There are about 50 billion birds on Earth – about six per person. This comes from the extrapolation of Australian scientists. According to this, there are only a few species with more than a billion specimens, while many species are rare or very rare.

The study by the team led by William Cornwell of the University of New South Wales (UNSW) in Sydney is presented in the journal Proceedings of the US National Academy of Sciences. The researchers provided an estimate of the global abundance of 9,700 bird species – about 92 percent of all known species.

The remaining eight percent were not included in the estimate due to the uncertain state of the data. However, since they are all rare species, their number hardly adds to the total number of birds, the researchers explained.

According to their calculations, there are only four species, of which there are more than a billion individuals:

  • Star (Sturnus vulgaris; 1.3 billion)

  • Ring-beaked gull (Larus delawarensis; 1.2 billion)

  • Barn swallow (Hirundo rustica; 1.1 billion).

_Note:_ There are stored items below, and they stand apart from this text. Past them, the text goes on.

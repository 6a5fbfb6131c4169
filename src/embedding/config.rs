use std::path::PathBuf;

use crate::constants::{DEFAULT_EMBED_CACHE_CAPACITY, DEFAULT_EMBEDDING_DIM, DEFAULT_MAX_SEQ_LEN};
use crate::embedding::error::EmbeddingError;

/// Configuration for [`SentenceEmbedder`](super::SentenceEmbedder).
#[derive(Debug, Clone)]
pub struct EmbedderConfig {
    /// Directory holding `config.json` + `model.safetensors`.
    pub model_dir: PathBuf,
    /// Path to `tokenizer.json`.
    pub tokenizer_path: PathBuf,
    /// Max tokens fed to the model per string.
    pub max_seq_len: usize,
    /// Output embedding dimension.
    pub embedding_dim: usize,
    /// Capacity of the exact-string memoization cache.
    pub cache_capacity: u64,
    /// If true, run in deterministic stub mode (no model files required).
    pub testing_stub: bool,
}

impl Default for EmbedderConfig {
    fn default() -> Self {
        Self {
            model_dir: PathBuf::new(),
            tokenizer_path: PathBuf::new(),
            max_seq_len: DEFAULT_MAX_SEQ_LEN,
            embedding_dim: DEFAULT_EMBEDDING_DIM,
            cache_capacity: DEFAULT_EMBED_CACHE_CAPACITY,
            testing_stub: false,
        }
    }
}

impl EmbedderConfig {
    /// Creates a config for a model directory, expecting `tokenizer.json`
    /// alongside the weights.
    pub fn new<P: Into<PathBuf>>(model_dir: P) -> Self {
        let model_dir = model_dir.into();
        let tokenizer_path = model_dir.join("tokenizer.json");

        Self {
            model_dir,
            tokenizer_path,
            ..Default::default()
        }
    }

    /// Creates a stub config (no model files; deterministic embeddings).
    pub fn stub() -> Self {
        Self {
            testing_stub: true,
            ..Default::default()
        }
    }

    /// Validates required paths for non-stub mode.
    pub fn validate(&self) -> Result<(), EmbeddingError> {
        if self.testing_stub {
            return Ok(());
        }

        if self.model_dir.as_os_str().is_empty() {
            return Err(EmbeddingError::InvalidConfig {
                reason: "model_dir is required (stubbing is disabled)".to_string(),
            });
        }

        if !self.model_dir.is_dir() {
            return Err(EmbeddingError::ModelNotFound {
                path: self.model_dir.clone(),
            });
        }

        if !self.tokenizer_path.is_file() {
            return Err(EmbeddingError::ModelNotFound {
                path: self.tokenizer_path.clone(),
            });
        }

        Ok(())
    }
}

Counting should serve to preserve species

Only about a hundred specimens of Tornax melanogaster remain. About twelve percent of the species have a population size of less than 5,000 animals, including the extremely rare amber tern (Thalasseus bernsteini), long-bellied bushbird (Atrichornis clamosus), which is thought to be extinct, and flightless drumstick (Habroptila wallacii) . Birds from the kiwi family (3000) and substrate claws (154,000) are also rare.

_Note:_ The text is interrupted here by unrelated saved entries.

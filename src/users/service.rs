use std::sync::Arc;

use serde_json::Value;
use tracing::warn;

use crate::users::dto::{Deleted, PublicUser, UserFields};
use crate::users::error::UserError;
use crate::users::repo::UserStore;

/// Outcome of a read: a record either exists and is active, or exists
/// as a tombstone. "Never existed" surfaces as `UserError::NotFound`.
#[derive(Debug)]
pub enum ReadOutcome {
    Active(PublicUser),
    Tombstone { id: i64 },
}

/// Stateless lifecycle logic over the record store. Safe to invoke
/// concurrently; the store's uniqueness index is the arbiter for
/// racing writes.
#[derive(Clone)]
pub struct UserDirectory {
    store: Arc<dyn UserStore>,
}

impl UserDirectory {
    pub fn new(store: Arc<dyn UserStore>) -> Self {
        Self { store }
    }

    pub async fn create(&self, payload: &Value) -> Result<PublicUser, UserError> {
        let fields = UserFields::from_value(payload)?;
        let record = self.store.insert(&fields).await?;
        Ok(record.into())
    }

    pub async fn read(&self, id: i64) -> Result<ReadOutcome, UserError> {
        let record = self.store.get(id).await?;
        if record.deleted {
            Ok(ReadOutcome::Tombstone { id: record.id })
        } else {
            Ok(ReadOutcome::Active(record.into()))
        }
    }

    pub async fn delete(&self, id: i64) -> Result<Deleted, UserError> {
        let record = self.store.mark_deleted(id).await?;
        Ok(Deleted {
            id: record.id,
            message: "User has been deleted.".into(),
        })
    }

    /// Apply the full field set, or nothing. The submitted email may
    /// stay as-is, move to a value nobody holds, or collide with
    /// another record; each case resolves to exactly one outcome.
    pub async fn update(&self, id: i64, payload: &Value) -> Result<PublicUser, UserError> {
        let fields = UserFields::from_value(payload)?;
        let current = self.store.get(id).await?;

        match self.store.find_by_email(&fields.email).await? {
            Some(holder) if holder.id != current.id => {
                warn!(id, email = %fields.email, holder = holder.id, "email collision on update");
                Err(UserError::Conflict(fields.email))
            }
            // The email is free, or this record already holds it (the
            // unchanged-email case). A concurrent claim surfaces from
            // the store as DuplicateEmail and maps to Conflict.
            Some(_) | None => {
                let updated = self.store.update(current.id, &fields).await?;
                Ok(updated.into())
            }
        }
    }

    pub async fn list(&self, active_only: bool) -> Result<Vec<PublicUser>, UserError> {
        let records = self.store.list(active_only).await?;
        Ok(records.into_iter().map(PublicUser::from).collect())
    }
}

The researchers write that measuring the abundance of a species is a critical first step in its conservation. “By calculating correctly what’s present, we learn about which species could be susceptible and can see how these patterns change over time,” explains lead author Corey Callahan from the University of New South Wales. If the population declines, it could be an alarm signal for the health of the ecosystem in which this species occurs.